Sometimes I get so insecure by trying to figure out what others think of me.
Other times, the battle is just with me trying to perform for God. Believing in the lie, once again, that His love for me is work-based.
“Oh I shouldn’t have said that. Maybe I should’ve done it this way”. Many times, I find myself feeding on the lies of the enemy. Find myself worrying about insignificant things that I feel I now know the meaning of being ‘worried sick’.
It’s a struggle and a weakness. A joy stealing weakness. Sometimes it takes a while to get a hold on my thoughts, to take these thoughts captive.
But when I finally do, I am reminded of some wonderful truths.
I am reminded, once again, that God is absolutely crazy about me.
This is where I start smiling and the darkness in my heart starts to give way.

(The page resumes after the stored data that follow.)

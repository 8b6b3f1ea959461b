use serde::{Deserialize, Serialize};

#[derive(Debug, Clone, Copy, PartialEq, Eq, Serialize, Deserialize)]
#[serde(rename_all = "snake_case")]
pub enum CircuitState {
    Closed,
    Open,
    HalfOpen,
}

impl CircuitState {
    pub fn from_string(s: &str) -> Self {
        match s {
            "open" => CircuitState::Open,
            "half_open" => CircuitState::HalfOpen,
            _ => CircuitState::Closed,
        }
    }

    pub fn as_str(&self) -> &'static str {
        match self {
            CircuitState::Closed => "closed",
            CircuitState::Open => "open",
            CircuitState::HalfOpen => "half_open",
        }
    }
}

#[derive(Debug, Clone)]
pub struct CircuitBreakerConfig {
    pub failure_threshold: u32,
    pub timeout_seconds: u64,
    pub success_threshold: u32,
}
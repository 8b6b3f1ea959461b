use std::{
    collections::HashMap,
    sync::Arc,
    time::{Duration, Instant},
};

use chrono::Utc;
use tracing::{debug, warn};

use crate::{
    clients::{circuit_breaker::CircuitBreaker, rbmq::RabbitMqClient, store::RecordStore},
    models::{
        circuit_breaker::CircuitState,
        health::{HealthCheckResponse, HealthStatus, ServiceHealth},
    },
    utils::with_store_timeout,
};

const CRITICAL: &[&str] = &["database", "message_broker"];

pub struct HealthChecker {
    store: Arc<dyn RecordStore>,
    store_timeout: Duration,
    broker: Option<Arc<RabbitMqClient>>,
    circuit_breaker: Option<CircuitBreaker>,
}

impl HealthChecker {
    pub fn new(store: Arc<dyn RecordStore>, store_timeout: Duration) -> Self {
        Self {
            store,
            store_timeout,
            broker: None,
            circuit_breaker: None,
        }
    }

    pub fn with_broker(mut self, broker: Arc<RabbitMqClient>) -> Self {
        self.broker = Some(broker);
        self
    }

    pub fn with_circuit_breaker(mut self, circuit_breaker: CircuitBreaker) -> Self {
        self.circuit_breaker = Some(circuit_breaker);
        self
    }

    pub async fn check_all(&self) -> HealthCheckResponse {
        let mut checks = HashMap::new();

        checks.insert("database".to_string(), self.check_store().await);

        if let Some(broker) = &self.broker {
            checks.insert("message_broker".to_string(), Self::check_broker(broker));
        }

        if let Some(circuit_breaker) = &self.circuit_breaker {
            checks.insert(
                "push_gateway".to_string(),
                Self::check_circuit_breaker(circuit_breaker).await,
            );
        }

        HealthCheckResponse {
            status: determine_overall_status(&checks),
            timestamp: Utc::now(),
            checks,
        }
    }

    async fn check_store(&self) -> ServiceHealth {
        let start = Instant::now();

        match with_store_timeout(self.store_timeout, self.store.ping()).await {
            Ok(()) => {
                let elapsed = start.elapsed().as_millis() as u64;
                debug!(response_time_ms = elapsed, "Record store health check passed");
                ServiceHealth::healthy(elapsed)
            }
            Err(e) => {
                warn!(error = %e, "Record store health check failed");
                ServiceHealth::unhealthy(format!("Health check query failed: {}", e))
            }
        }
    }

    fn check_broker(broker: &RabbitMqClient) -> ServiceHealth {
        if broker.is_connected() {
            ServiceHealth::healthy(0)
        } else {
            warn!("RabbitMQ connection is down");
            ServiceHealth::unhealthy("Connection lost".to_string())
        }
    }

    async fn check_circuit_breaker(circuit_breaker: &CircuitBreaker) -> ServiceHealth {
        match circuit_breaker.state().await {
            Ok(state) => {
                debug!(circuit_state = state.as_str(), "Circuit breaker state checked");

                match state {
                    CircuitState::Closed => {
                        ServiceHealth::healthy(0).with_circuit_breaker(state.as_str())
                    }
                    CircuitState::HalfOpen => {
                        ServiceHealth::degraded("Circuit breaker in recovery mode".to_string())
                            .with_circuit_breaker(state.as_str())
                    }
                    CircuitState::Open => {
                        ServiceHealth::degraded("Push gateway calls are being rejected".to_string())
                            .with_circuit_breaker(state.as_str())
                    }
                }
            }
            Err(e) => {
                warn!(error = %e, "Failed to check circuit breaker state");
                ServiceHealth::degraded(format!("Cannot check circuit breaker: {}", e))
            }
        }
    }
}

/// Unhealthy if a critical dependency is down, degraded if anything else is
/// not fully healthy.
pub fn determine_overall_status(checks: &HashMap<String, ServiceHealth>) -> HealthStatus {
    let critical_unhealthy = checks
        .iter()
        .filter(|(name, _)| CRITICAL.contains(&name.as_str()))
        .any(|(_, health)| health.status == HealthStatus::Unhealthy);

    let any_impaired = checks
        .values()
        .any(|health| health.status != HealthStatus::Healthy);

    if critical_unhealthy {
        HealthStatus::Unhealthy
    } else if any_impaired {
        HealthStatus::Degraded
    } else {
        HealthStatus::Healthy
    }
}
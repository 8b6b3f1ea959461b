use std::collections::HashMap;

use chrono::{DateTime, Utc};
use serde::{Deserialize, Serialize};
use uuid::Uuid;

use crate::models::status::NotificationStatus;

/// A pending-notification document as it lives in the record store.
#[derive(Debug, Clone, PartialEq, Serialize, Deserialize)]
pub struct NotificationRecord {
    pub id: Uuid,
    pub recipient_token: Option<String>,
    pub title: String,
    pub body: String,

    #[serde(default)]
    pub payload: HashMap<String, serde_json::Value>,

    pub correlation_key: Option<String>,
    pub status: NotificationStatus,
    pub retry_count: u32,
    pub last_error: Option<String>,
    pub delivery_id: Option<String>,
    pub created_at: DateTime<Utc>,
    pub processed_at: Option<DateTime<Utc>>,
    pub retry_at: Option<DateTime<Utc>>,
}

/// What a producer writes; everything else is assigned by the store.
#[derive(Debug, Clone, Default, Serialize, Deserialize)]
pub struct NewNotification {
    pub recipient_token: Option<String>,
    pub title: String,
    pub body: String,

    #[serde(default)]
    pub payload: HashMap<String, serde_json::Value>,

    pub correlation_key: Option<String>,
}

impl NewNotification {
    pub fn new(recipient_token: Option<String>, title: &str, body: &str) -> Self {
        Self {
            recipient_token,
            title: title.to_string(),
            body: body.to_string(),
            payload: HashMap::new(),
            correlation_key: None,
        }
    }

    pub fn with_correlation_key(mut self, key: &str) -> Self {
        self.correlation_key = Some(key.to_string());
        self
    }

    pub fn with_payload(mut self, payload: HashMap<String, serde_json::Value>) -> Self {
        self.payload = payload;
        self
    }

    pub fn into_record(self, id: Uuid, created_at: DateTime<Utc>) -> NotificationRecord {
        NotificationRecord {
            id,
            recipient_token: self.recipient_token,
            title: self.title,
            body: self.body,
            payload: self.payload,
            correlation_key: self.correlation_key,
            status: NotificationStatus::Pending,
            retry_count: 0,
            last_error: None,
            delivery_id: None,
            created_at,
            processed_at: None,
            retry_at: None,
        }
    }
}

/// Partial update applied atomically to a single record.
///
/// When `expected_status` is set the update only lands if the record is
/// still in that status.
#[derive(Debug, Clone, Default, PartialEq)]
pub struct RecordUpdate {
    pub expected_status: Option<NotificationStatus>,
    pub status: Option<NotificationStatus>,
    pub retry_count: Option<u32>,
    /// `Some(None)` clears the stored error.
    pub last_error: Option<Option<String>>,
    pub delivery_id: Option<String>,
    pub processed_at: Option<DateTime<Utc>>,
    pub retry_at: Option<DateTime<Utc>>,
}

impl RecordUpdate {
    pub fn sent(delivery_id: &str, processed_at: DateTime<Utc>) -> Self {
        Self {
            status: Some(NotificationStatus::Sent),
            delivery_id: Some(delivery_id.to_string()),
            processed_at: Some(processed_at),
            ..Default::default()
        }
    }

    pub fn failed(retry_count: u32, error: String, processed_at: DateTime<Utc>) -> Self {
        Self {
            status: Some(NotificationStatus::Failed),
            retry_count: Some(retry_count),
            last_error: Some(Some(error)),
            processed_at: Some(processed_at),
            ..Default::default()
        }
    }

    pub fn duplicate(processed_at: DateTime<Utc>) -> Self {
        Self {
            status: Some(NotificationStatus::Duplicate),
            processed_at: Some(processed_at),
            ..Default::default()
        }
    }

    /// Back to pending with the error cleared. `retry_count` is left alone.
    pub fn rearm(retry_at: DateTime<Utc>) -> Self {
        Self {
            status: Some(NotificationStatus::Pending),
            last_error: Some(None),
            retry_at: Some(retry_at),
            ..Default::default()
        }
    }

    pub fn expecting(mut self, status: NotificationStatus) -> Self {
        self.expected_status = Some(status);
        self
    }

    pub fn apply_to(&self, record: &mut NotificationRecord) {
        if let Some(status) = self.status {
            record.status = status;
        }
        if let Some(retry_count) = self.retry_count {
            record.retry_count = retry_count;
        }
        if let Some(last_error) = &self.last_error {
            record.last_error = last_error.clone();
        }
        if let Some(delivery_id) = &self.delivery_id {
            record.delivery_id = Some(delivery_id.clone());
        }
        if let Some(processed_at) = self.processed_at {
            record.processed_at = Some(processed_at);
        }
        if let Some(retry_at) = self.retry_at {
            record.retry_at = Some(retry_at);
        }
    }
}

/// Conditions understood by `RecordStore::query`. All filters are ANDed.
#[derive(Debug, Clone, PartialEq)]
pub enum RecordFilter {
    CorrelationKey(String),
    Status(NotificationStatus),
    StatusIn(Vec<NotificationStatus>),
    CreatedBefore(DateTime<Utc>),
}

impl RecordFilter {
    pub fn matches(&self, record: &NotificationRecord) -> bool {
        match self {
            RecordFilter::CorrelationKey(key) => {
                record.correlation_key.as_deref() == Some(key.as_str())
            }
            RecordFilter::Status(status) => record.status == *status,
            RecordFilter::StatusIn(statuses) => statuses.contains(&record.status),
            RecordFilter::CreatedBefore(instant) => record.created_at < *instant,
        }
    }
}
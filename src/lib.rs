//! Import recipes from web pages and reconcile their ingredients against a
//! household's ingredient catalog.
//!
//! The pipeline tries structured JSON-LD recipe markup first and falls back
//! to LLM extraction over cleaned page text. Extracted ingredients are
//! deduplicated, fuzzy-matched against the household catalog (with every
//! model answer re-verified), and reconciled into recipe↔ingredient links
//! without ever creating duplicate catalog entries or duplicate links.
//!
//! ```no_run
//! use pantry_import::{ImportPipeline, ImporterConfig, MemoryStore, OpenAiProvider};
//! use std::sync::Arc;
//!
//! # #[tokio::main]
//! # async fn main() -> Result<(), pantry_import::ImportError> {
//! let config = ImporterConfig::load()?;
//! let provider = Arc::new(OpenAiProvider::from_config(&config)?);
//! let store = Arc::new(MemoryStore::new());
//!
//! let pipeline = ImportPipeline::new(store, provider, config)?;
//! let outcome = pipeline.import_url(1, "https://example.com/recipe").await?;
//! println!("created {} ingredients", outcome.ingredients_created);
//! # Ok(())
//! # }
//! ```

pub mod cleaner;
pub mod completion;
pub mod config;
pub mod dedup;
pub mod error;
pub mod extractors;
pub mod fetcher;
pub mod matcher;
pub mod model;
pub mod parser;
pub mod pipeline;
pub mod reconcile;
pub mod store;

pub use completion::{CompletionProvider, OpenAiProvider};
pub use config::ImporterConfig;
pub use error::{ImportError, StoreError};
pub use model::{
    CatalogIngredient, Category, ExtractedIngredient, ExtractedRecipe, ExtractionMethod,
    ImportOutcome, RecipeIngredientLink, RecipeRecord,
};
pub use pipeline::ImportPipeline;
pub use store::{MemoryStore, RecipeStore};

It doesn’t stop there.
I am reminded that I am His daughter and although filthy beyond recognition with all these flaws and weaknesses, God does not see that.
When He sees me, He does not see my filthiness but rather He sees Christ because Christ covers me. God does not look at me with disgust nor does He get irritated and frustrated the way I do when I think about my shortcomings.
And this has absolutely nothing to do with me but everything to do with Christ.
By this time, I’m already grinning and my heart is rejoicing.
Yes I may have to continually fight this battle. And sometimes, I’ll have to remind myself of these wonderful truths several times a day.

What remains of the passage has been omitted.